Contingency table of observed and reconstructed winter PNAI values (1950–1999)

Reconstructed PNAI

Observed PNAI

Very low

Low

Moderate

High

Very high

Very low

8

1

0

1

0

Low

1

3

3

2

1

Moderate

1

3

2

2

2

High

0

2

3

3

2

Very high

0

1

2

2

5

Years were ranked and divided into five equal 10-year classes. The class of the reconstructed PNAI for each year was then compared to the class for the observed PNAI

The PNAI reconstruction extends back to 1691, but estimated uncertainty in the earliest part of the record (1691–1725) was high due to the decreasing number of tree ring series in the reconstruction (Fig. 3). Consequently, we use only the period 1725–1999 in the subsequent analyses.

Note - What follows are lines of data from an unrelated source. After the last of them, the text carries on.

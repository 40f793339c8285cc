//! The room's secondary binary document (Yjs, via yrs).
//!
//! The full document state lives in the blob store under `("ydoc", "root")`.
//! Updates are merged in memory and the whole state is written back after
//! each accepted update.

use std::sync::Arc;

use yrs::updates::decoder::Decode;
use yrs::updates::encoder::Encode;
use yrs::{Doc, ReadTxn, StateVector, Transact, Update};

use super::driver::{Driver, StoreError};

pub const YDOC_ID: &str = "ydoc";
pub const YDOC_KEY: &str = "root";

/// Errors decoding or applying a binary update.
#[derive(Debug, thiserror::Error)]
pub enum YDocError {
    #[error("Malformed update: {0}")]
    Decode(String),
    #[error("Update could not be applied: {0}")]
    Apply(String),
    #[error(transparent)]
    Store(#[from] StoreError),
}

pub struct YDocStore {
    room_id: String,
    driver: Arc<dyn Driver>,
    doc: Doc,
}

impl YDocStore {
    /// Restore the document from the blob store (empty if none is stored).
    pub fn load(room_id: &str, driver: Arc<dyn Driver>) -> Result<Self, StoreError> {
        let doc = Doc::new();
        if let Some(snapshot) = driver.get_blob(room_id, YDOC_ID, YDOC_KEY)? {
            match Update::decode_v1(&snapshot) {
                Ok(update) => {
                    let mut txn = doc.transact_mut();
                    if let Err(e) = txn.apply_update(update) {
                        log::warn!("Room {room_id}: stored ydoc could not be applied: {e}");
                    }
                }
                Err(e) => log::warn!("Room {room_id}: stored ydoc is corrupt: {e}"),
            }
        }
        Ok(Self {
            room_id: room_id.to_string(),
            driver,
            doc,
        })
    }

    pub fn state_vector(&self) -> Vec<u8> {
        self.doc.transact().state_vector().encode_v1()
    }

    /// Everything the holder of `remote_vector` is missing. An empty or
    /// undecodable vector yields the full state.
    pub fn encode_diff(&self, remote_vector: &[u8]) -> Vec<u8> {
        let remote = if remote_vector.is_empty() {
            StateVector::default()
        } else {
            StateVector::decode_v1(remote_vector).unwrap_or_default()
        };
        self.doc.transact().encode_diff_v1(&remote)
    }

    pub fn encode_state(&self) -> Vec<u8> {
        self.doc
            .transact()
            .encode_state_as_update_v1(&StateVector::default())
    }

    /// Merge `update` and persist the new full state.
    pub fn apply_update(&mut self, update: &[u8]) -> Result<(), YDocError> {
        let update = Update::decode_v1(update).map_err(|e| YDocError::Decode(e.to_string()))?;
        {
            let mut txn = self.doc.transact_mut();
            txn.apply_update(update)
                .map_err(|e| YDocError::Apply(e.to_string()))?;
        }
        self.persist()?;
        Ok(())
    }

    pub fn persist(&self) -> Result<(), StoreError> {
        self.driver
            .put_blob(&self.room_id, YDOC_ID, YDOC_KEY, &self.encode_state())
    }
}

Over the last three centuries, the PNA has been mainly in a negative phase (Fig. 3). The major exception was a prolonged period of positive values from ca. 1780 to 1830, with a peak from 1800 to 1820. Winter PNA has also been in a more positive phase over the most recent, instrumental period (from 1950 onwards). The range of values found for the instrumental period, for the annual series as well as for the smoothed (20 years) series, fall within the range of the full reconstruction. The negative PNA phase in the early 1950s in the instrumental record is near the end of a 13-year long negative phase (1941–1953), that corresponds to a wet and cool period in the American West, and is preceded in length only once by a negative phase in the early 1700s (1731–1743).

3.3 Winter PNA teleconnections

Sea level pressure (SLP) patterns for reconstructed and observed positive and negative PNA winters (Fig. 1d) resemble patterns over the instrumental period (Fig. 1a). The correlation map for gridded SLP fields (1899–1999; Trenberth and Paolino 1980) shows a deeper (higher) Aleutian Low for positive (negative) PNA winters. The extensive amplified ridge over western North America, characteristic of positive PNA winters in the instrumental period, is limited in extent for the reconstructed period. Our winter PNAI reconstruction is positively correlated with winter temperatures (1870–1999) over much of northwestern North America (Fig. 1e) and winter temperatures tend to be higher in positive and lower in negative PNAI winters, respectively. The correlation with SSTs over the North Pacific corresponds to the deepening (lifting) of the Aleutian Low during positive (negative) PNA phases.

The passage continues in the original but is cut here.